2016-11-16 13:43 GMT+01:00 Rafael Fontenelle <rafaelff gnome org>:

2016-11-15 10:21 GMT-02:00 Ask Hjorth Larsen <asklarsen gmail com>:

Hi Rafael

2016-11-15 2:26 GMT+01:00 Rafael Fontenelle <rafaelff gnome org>:

It would be nice to have a script with regexp that could compare msgstr
and
msgid in a PO file, and report strings that are not in compliance with
GNOME's HIG typography.  I don't have such scripting skill, but if
someone
has it, please consider do it.

Regards,
Rafael Fontenelle

It is easy to recognize when the English string contains something,
and the translated string does not (e.g. to find a unicode ellipsis
that was translated to an ASCII ellipsis).  But if the English string
uses ASCII, it is not always easy.  For example recognizing exactly
when the en-dash could or should be used instead of an ASCII hyphen.

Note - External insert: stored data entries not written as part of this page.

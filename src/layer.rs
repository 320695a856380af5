//! Imported layer construction
//!
//! A successful paste is promoted to a layer: the raw source text is kept
//! for re-copying, and the features share one resolved coordinate system.
//! When the paste format could not name its coordinate system, every
//! geometry is forced to the caller-supplied default; otherwise the layer
//! takes the first feature's frame.

use crate::error::ParseError;
use crate::geometry::{Feature, SpatialReference};
use crate::paste::{parse, ParseResult};

/// A pasted dataset promoted to a layer.
#[derive(Debug, Clone)]
pub struct ImportedLayer {
    /// The text that was pasted, kept verbatim.
    pub source: String,
    /// The coordinate system shared by all features after resolution.
    pub spatial_reference: SpatialReference,
    /// Display color, as a CSS color string.
    pub color: String,
    pub features: Vec<Feature>,
}

/// Parse pasted text and resolve its coordinate system into a layer.
pub fn parse_as_layer(
    source: &str,
    default_spatial_reference: SpatialReference,
    color: &str,
) -> Result<ImportedLayer, ParseError> {
    let ParseResult {
        mut features,
        unknown_spatial_reference,
    } = parse(source)?;

    let spatial_reference = if unknown_spatial_reference {
        for feature in features.iter_mut() {
            if let Some(geometry) = feature.geometry.as_mut() {
                geometry.set_spatial_reference(default_spatial_reference);
            }
        }
        default_spatial_reference
    } else {
        features
            .iter()
            .find_map(|feature| feature.geometry.as_ref())
            .and_then(|geometry| geometry.spatial_reference())
            .unwrap_or(default_spatial_reference)
    };

    Ok(ImportedLayer {
        source: source.to_string(),
        spatial_reference,
        color: color.to_string(),
        features,
    })
}

#[cfg(test)]
mod tests {
    use super::*;
    use crate::geometry::Geometry;

    #[test]
    fn unknown_frame_gets_the_default_stamped_on_every_geometry() {
        let layer = parse_as_layer("25,65", SpatialReference::new(3857), "#ff0000").unwrap();
        assert_eq!(layer.spatial_reference, SpatialReference::new(3857));
        match layer.features[0].geometry.as_ref().unwrap() {
            Geometry::Point(point) => {
                assert_eq!(point.spatial_reference, Some(SpatialReference::new(3857)));
            }
            other => panic!("expected point, got {:?}", other),
        }
    }

    #[test]
    fn known_frame_comes_from_the_first_feature() {
        let source = r#"{"geometry": {"x": 1, "y": 2, "spatialReference": {"wkid": 26911}}}"#;
        let layer = parse_as_layer(source, SpatialReference::WGS84, "#00ff00").unwrap();
        assert_eq!(layer.spatial_reference, SpatialReference::new(26911));
    }

    #[test]
    fn source_text_is_kept_verbatim() {
        let layer = parse_as_layer("0,0,10,10", SpatialReference::WGS84, "#0000ff").unwrap();
        assert_eq!(layer.source, "0,0,10,10");
        assert_eq!(layer.color, "#0000ff");
    }
}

It is probably a good assumption that any sequence of exactly three
dots should be a unicode ellipsis, no matter the context, but that's
the only trivial case.

Best regards
Ask


I agree that is not hard to recognize them while translating a PO file. I
just would like to have a solution that allows a conformity checking that
could be run anytime, as such Unicoded characters could be missed by the
translator (myself included).


Rafael Fontenelle

A simple conformity check:

  gtgrep -cn --msgstr '\.\.\.'   filename.po

I had a bit of a battle to get the regex escapes right in bash, but
this should weed out most false positives:

  gtgrep -cn --msgstr '(?<!\.)\.\.\.(?!\.)'   filename.po

However if the translation uses "...." or ".." when it should really
be using an ellipsis, the first form is better anyway, or maybe
(?<!\.)\.{2,4}(?!\.).  Probably it's best just to use the simple one
:)

(gtgrep comes from pyg3t)

Something similar could be done for the other characters, but of
course quotation marks vary a lot depending on language, so it would
not all be completely portable to all languages.